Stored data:
=== Section Start ===
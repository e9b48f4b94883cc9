//! Auth Module
//!
//! Enthält:
//! - Authenticated Channel (Bearer Token, Refresh-and-Retry bei 401)
//! - Login/Signup/Logout und Profil-Endpoints

pub mod api;
pub mod channel;

pub use api::{
    display_name_variants, endpoint, AuthApi, DisplayNameVariant, ProfileApi, UserProfile,
};
pub use channel::{
    ApiRequest, ApiResponse, AuthError, AuthenticatedChannel, HttpBackend, ReqwestBackend,
    REFRESH_PATH,
};
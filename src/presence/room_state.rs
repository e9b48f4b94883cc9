//! Raum-Zustand und seine Darstellung
//!
//! `RoomState` wird aus `usersCount`/`callStart`-Nachrichten feldweise
//! überschrieben (last-write-wins). Die View ist eine reine Projektion auf den
//! aktuellen Stand eines `watch`-Kanals.

use chrono::{Duration, NaiveDateTime};
use tokio::sync::watch;

/// Zeitformat des Relays für `callStart`
pub const CALL_START_FORMAT: &str = "%d.%m.%Y %H:%M:%S";

// ============================================================================
// ROOM STATE
// ============================================================================

/// Startzeit des Calls, roh und (falls möglich) geparst
#[derive(Debug, Clone, PartialEq, Eq)]
pub struct CallStart {
    raw: String,
    parsed: Option<NaiveDateTime>,
}

impl CallStart {
    pub fn parse(raw: &str) -> Self {
        let parsed = NaiveDateTime::parse_from_str(raw.trim(), CALL_START_FORMAT).ok();
        if parsed.is_none() {
            tracing::debug!("callStart '{}' does not match relay format", raw);
        }
        Self {
            raw: raw.to_string(),
            parsed,
        }
    }

    pub fn raw(&self) -> &str {
        &self.raw
    }

    pub fn started_at(&self) -> Option<NaiveDateTime> {
        self.parsed
    }

    /// Laufzeit des Calls bis `now`, nie negativ
    pub fn elapsed(&self, now: NaiveDateTime) -> Option<Duration> {
        self.parsed
            .map(|start| (now - start).max(Duration::zero()))
    }
}

/// Einzelne Änderung am Raum-Zustand
#[derive(Debug, Clone, PartialEq, Eq)]
pub enum RoomUpdate {
    UsersCount(u32),
    CallStart(String),
}

/// Snapshot der Raum-Metadaten
#[derive(Debug, Clone, Default, PartialEq, Eq)]
pub struct RoomState {
    pub users_count: Option<u32>,
    pub call_start: Option<CallStart>,
}

impl RoomState {
    /// Übernimmt ein Update, gibt `true` zurück wenn sich etwas geändert hat
    pub fn apply(&mut self, update: RoomUpdate) -> bool {
        match update {
            RoomUpdate::UsersCount(count) => {
                let changed = self.users_count != Some(count);
                self.users_count = Some(count);
                changed
            }
            RoomUpdate::CallStart(raw) => {
                let start = CallStart::parse(&raw);
                let changed = self.call_start.as_ref() != Some(&start);
                self.call_start = Some(start);
                changed
            }
        }
    }
}

// ============================================================================
// PRESENCE VIEW
// ============================================================================

/// Read-only Sicht auf den aktuellen Raum-Zustand
#[derive(Debug, Clone)]
pub struct RoomPresenceView {
    state: watch::Receiver<RoomState>,
}

impl RoomPresenceView {
    pub fn new(state: watch::Receiver<RoomState>) -> Self {
        Self { state }
    }

    /// Aktueller Snapshot
    pub fn current(&self) -> RoomState {
        self.state.borrow().clone()
    }

    /// Wartet auf die nächste Änderung, `false` wenn die Session beendet ist
    pub async fn changed(&mut self) -> bool {
        self.state.changed().await.is_ok()
    }

    /// Anzeigezeilen für den aktuellen Stand
    pub fn lines(&self, now: NaiveDateTime) -> Vec<String> {
        render_lines(&self.state.borrow(), now)
    }
}

/// Formatiert einen Raum-Zustand für die Anzeige
pub fn render_lines(state: &RoomState, now: NaiveDateTime) -> Vec<String> {
    let mut lines = Vec::new();
    if let Some(start) = &state.call_start {
        lines.push(format!("Call start: {}", start.raw()));
        if let Some(elapsed) = start.elapsed(now) {
            lines.push(format!("Call duration: {}", format_duration(elapsed)));
        }
    }
    if let Some(count) = state.users_count {
        lines.push(format!("Users count: {}", count));
    }
    lines
}

fn format_duration(duration: Duration) -> String {
    let secs = duration.num_seconds();
    format!("{:02}:{:02}:{:02}", secs / 3600, (secs % 3600) / 60, secs % 60)
}

// ============================================================================
// TESTS
// ============================================================================

#[cfg(test)]
mod tests {
    use super::*;
    use chrono::NaiveDate;

    fn at(h: u32, m: u32, s: u32) -> NaiveDateTime {
        NaiveDate::from_ymd_opt(2024, 1, 2)
            .unwrap()
            .and_hms_opt(h, m, s)
            .unwrap()
    }

    #[test]
    fn test_fields_are_last_write_wins() {
        let mut state = RoomState::default();
        assert!(state.apply(RoomUpdate::UsersCount(2)));
        assert!(state.apply(RoomUpdate::CallStart("02.01.2024 15:04:05".to_string())));
        assert!(state.apply(RoomUpdate::UsersCount(3)));
        assert!(!state.apply(RoomUpdate::UsersCount(3)));

        assert_eq!(state.users_count, Some(3));
        assert_eq!(
            state.call_start.as_ref().and_then(CallStart::started_at),
            Some(at(15, 4, 5))
        );
    }

    #[test]
    fn test_render_lines() {
        let mut state = RoomState::default();
        assert!(render_lines(&state, at(16, 0, 0)).is_empty());

        state.apply(RoomUpdate::CallStart("02.01.2024 15:04:05".to_string()));
        state.apply(RoomUpdate::UsersCount(4));

        assert_eq!(
            render_lines(&state, at(16, 5, 6)),
            vec![
                "Call start: 02.01.2024 15:04:05".to_string(),
                "Call duration: 01:01:01".to_string(),
                "Users count: 4".to_string(),
            ]
        );
    }

    #[test]
    fn test_unparseable_call_start_is_shown_raw() {
        let mut state = RoomState::default();
        state.apply(RoomUpdate::CallStart("yesterday".to_string()));

        assert_eq!(render_lines(&state, at(0, 0, 0)), vec!["Call start: yesterday".to_string()]);
    }

    #[tokio::test]
    async fn test_view_follows_watch_channel() {
        let (tx, rx) = watch::channel(RoomState::default());
        let mut view = RoomPresenceView::new(rx);

        tx.send_modify(|state| {
            state.apply(RoomUpdate::UsersCount(5));
        });
        assert!(view.changed().await);
        assert_eq!(view.current().users_count, Some(5));

        drop(tx);
        assert!(!view.changed().await);
    }
}
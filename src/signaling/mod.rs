//! Signaling Module - WebSocket Client für den Raum-Relay
//!
//! Dieses Modul verwaltet die Kommunikation mit dem Relay-Server:
//! - WebSocket-Verbindung pro Raumbeitritt aufbauen und schließen
//! - Nachrichten als JSON-Text-Frames kodieren und dekodieren
//! - Eingehende Nachrichten geordnet weiterleiten
//!

mod client;
mod messages;

pub use client::{SignalSender, SignalingError, SignalingSocket, SocketEvent, ROOM_WS_PATH};
pub use messages::*;

#[cfg(test)]
pub(crate) use client::Outbound;
#[cfg(test)]
pub(crate) use client::tests::relay as test_relay;
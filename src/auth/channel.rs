//! Authenticated Channel
//!
//! Jeder API-Request läuft hier durch:
//! - Bearer Token anhängen, falls vorhanden
//! - Bei 401 genau einmal `refresh-token` aufrufen
//! - Original-Request genau einmal mit dem neuen Token wiederholen
//!
//! Schlägt der Refresh fehl, wird der gespeicherte Token gelöscht und der
//! Aufrufer bekommt `AuthError::AuthExpired`.

use crate::identity::{IdentityError, IdentityStore};
use async_trait::async_trait;
use reqwest::header::{AUTHORIZATION, CONTENT_TYPE};
use reqwest::{Method, StatusCode};
use serde::de::DeserializeOwned;
use serde::{Deserialize, Serialize};
use std::sync::Arc;
use thiserror::Error;

/// Pfad des Refresh-Endpoints (Refresh Token kommt als Cookie mit)
pub const REFRESH_PATH: &str = "/api/auth/refresh-token";

// ============================================================================
// ERROR TYPES
// ============================================================================

#[derive(Error, Debug)]
pub enum AuthError {
    #[error("Session expired, please log in again")]
    AuthExpired,

    #[error("HTTP request failed: {0}")]
    Http(String),

    #[error("Request rejected ({status}): {message}")]
    Rejected { status: u16, message: String },

    #[error("Invalid response body: {0}")]
    Decode(String),

    #[error("Identity error: {0}")]
    Identity(#[from] IdentityError),
}

impl From<reqwest::Error> for AuthError {
    fn from(err: reqwest::Error) -> Self {
        AuthError::Http(err.to_string())
    }
}

// ============================================================================
// REQUEST / RESPONSE
// ============================================================================

/// Ein API-Request, unabhängig vom HTTP-Client
#[derive(Debug, Clone)]
pub struct ApiRequest {
    pub method: Method,
    pub url: String,
    pub headers: Vec<(String, String)>,
    pub body: Option<String>,
}

impl ApiRequest {
    pub fn new(method: Method, url: impl Into<String>) -> Self {
        Self {
            method,
            url: url.into(),
            headers: Vec::new(),
            body: None,
        }
    }

    pub fn get(url: impl Into<String>) -> Self {
        Self::new(Method::GET, url)
    }

    pub fn post(url: impl Into<String>) -> Self {
        Self::new(Method::POST, url)
    }

    pub fn patch(url: impl Into<String>) -> Self {
        Self::new(Method::PATCH, url)
    }

    pub fn header(mut self, name: impl Into<String>, value: impl Into<String>) -> Self {
        self.headers.push((name.into(), value.into()));
        self
    }

    /// JSON-Body inkl. Content-Type
    pub fn json<T: Serialize>(self, body: &T) -> Result<Self, AuthError> {
        let encoded = serde_json::to_string(body).map_err(|e| AuthError::Decode(e.to_string()))?;
        let mut request = self.header(CONTENT_TYPE.as_str(), "application/json");
        request.body = Some(encoded);
        Ok(request)
    }

    /// Wert eines Headers (case-insensitive)
    pub fn header_value(&self, name: &str) -> Option<&str> {
        self.headers
            .iter()
            .find(|(key, _)| key.eq_ignore_ascii_case(name))
            .map(|(_, value)| value.as_str())
    }

    fn with_bearer(&self, token: Option<&str>) -> Self {
        let mut request = self.clone();
        request
            .headers
            .retain(|(key, _)| !key.eq_ignore_ascii_case(AUTHORIZATION.as_str()));
        if let Some(token) = token {
            request
                .headers
                .push((AUTHORIZATION.to_string(), format!("Bearer {}", token)));
        }
        request
    }
}

/// Antwort mit Status und rohem Body
#[derive(Debug, Clone)]
pub struct ApiResponse {
    pub status: StatusCode,
    pub body: String,
}

#[derive(Deserialize)]
struct ErrorBody {
    message: Option<String>,
}

impl ApiResponse {
    pub fn new(status: StatusCode, body: impl Into<String>) -> Self {
        Self {
            status,
            body: body.into(),
        }
    }

    pub fn is_success(&self) -> bool {
        self.status.is_success()
    }

    pub fn json<T: DeserializeOwned>(&self) -> Result<T, AuthError> {
        serde_json::from_str(&self.body).map_err(|e| AuthError::Decode(e.to_string()))
    }

    /// Nicht-2xx in `AuthError::Rejected` umwandeln (Server liefert `{message}`)
    pub fn error_for_status(self) -> Result<Self, AuthError> {
        if self.is_success() {
            return Ok(self);
        }
        let message = serde_json::from_str::<ErrorBody>(&self.body)
            .ok()
            .and_then(|body| body.message)
            .unwrap_or_else(|| {
                self.status
                    .canonical_reason()
                    .unwrap_or("request failed")
                    .to_string()
            });
        Err(AuthError::Rejected {
            status: self.status.as_u16(),
            message,
        })
    }
}

// ============================================================================
// HTTP BACKEND
// ============================================================================

/// Führt einen einzelnen Request aus, ohne Auth-Logik
#[async_trait]
pub trait HttpBackend: Send + Sync {
    async fn execute(&self, request: ApiRequest) -> Result<ApiResponse, AuthError>;
}

/// reqwest mit Cookie-Jar (für das Refresh Token)
#[derive(Debug, Clone)]
pub struct ReqwestBackend {
    http: reqwest::Client,
}

impl ReqwestBackend {
    pub fn new() -> Result<Self, AuthError> {
        let http = reqwest::Client::builder().cookie_store(true).build()?;
        Ok(Self { http })
    }
}

#[async_trait]
impl HttpBackend for ReqwestBackend {
    async fn execute(&self, request: ApiRequest) -> Result<ApiResponse, AuthError> {
        tracing::debug!("{} {}", request.method, request.url);

        let mut builder = self.http.request(request.method, &request.url);
        for (name, value) in &request.headers {
            builder = builder.header(name.as_str(), value.as_str());
        }
        if let Some(body) = request.body {
            builder = builder.body(body);
        }

        let response = builder.send().await?;
        let status = response.status();
        let body = response.text().await?;
        Ok(ApiResponse { status, body })
    }
}

// ============================================================================
// AUTHENTICATED CHANNEL
// ============================================================================

enum SendStep {
    Attempt,
    Refresh,
    Retry { token: String },
}

#[derive(Deserialize)]
#[serde(rename_all = "camelCase")]
struct RefreshBody {
    access_token: Option<String>,
}

/// Request-Wrapper mit Refresh-and-Retry bei 401
pub struct AuthenticatedChannel<B> {
    backend: Arc<B>,
    identity: IdentityStore,
    refresh_url: String,
}

impl<B> Clone for AuthenticatedChannel<B> {
    fn clone(&self) -> Self {
        Self {
            backend: Arc::clone(&self.backend),
            identity: self.identity.clone(),
            refresh_url: self.refresh_url.clone(),
        }
    }
}

impl<B: HttpBackend> AuthenticatedChannel<B> {
    pub fn new(backend: Arc<B>, identity: IdentityStore, refresh_url: impl Into<String>) -> Self {
        Self {
            backend,
            identity,
            refresh_url: refresh_url.into(),
        }
    }

    pub fn identity(&self) -> &IdentityStore {
        &self.identity
    }

    /// Sendet einen Request, höchstens ein Refresh und ein Retry
    pub async fn send(&self, request: ApiRequest) -> Result<ApiResponse, AuthError> {
        let mut step = SendStep::Attempt;
        loop {
            step = match step {
                SendStep::Attempt => {
                    let token = self.identity.access_token();
                    let response = self
                        .backend
                        .execute(request.with_bearer(token.as_deref()))
                        .await?;
                    if response.status != StatusCode::UNAUTHORIZED {
                        return Ok(response);
                    }
                    tracing::info!("{} {} unauthorized, refreshing token", request.method, request.url);
                    SendStep::Refresh
                }
                SendStep::Refresh => match self.refresh().await? {
                    Some(token) => SendStep::Retry { token },
                    None => {
                        self.identity.downgrade_to_anonymous()?;
                        return Err(AuthError::AuthExpired);
                    }
                },
                SendStep::Retry { token } => {
                    return self.backend.execute(request.with_bearer(Some(&token))).await;
                }
            };
        }
    }

    /// `Some(token)` bei Erfolg, `None` wenn der Server den Refresh ablehnt
    async fn refresh(&self) -> Result<Option<String>, AuthError> {
        let response = self
            .backend
            .execute(ApiRequest::post(self.refresh_url.as_str()))
            .await?;

        if response.status != StatusCode::OK {
            tracing::warn!("Token refresh failed with status {}", response.status);
            return Ok(None);
        }

        let token = response
            .json::<RefreshBody>()
            .ok()
            .and_then(|body| body.access_token)
            .filter(|token| !token.is_empty());

        match token {
            Some(token) => {
                self.identity.replace_token(&token)?;
                tracing::info!("Access token refreshed");
                Ok(Some(token))
            }
            None => {
                tracing::warn!("Token refresh returned no access token");
                Ok(None)
            }
        }
    }
}

// ============================================================================
// TESTS
// ============================================================================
=== Section End ===
Take every line from the records above that has the word "borrow" and copy it.

Output:
        self.state.borrow().clone()
        render_lines(&self.state.borrow(), now)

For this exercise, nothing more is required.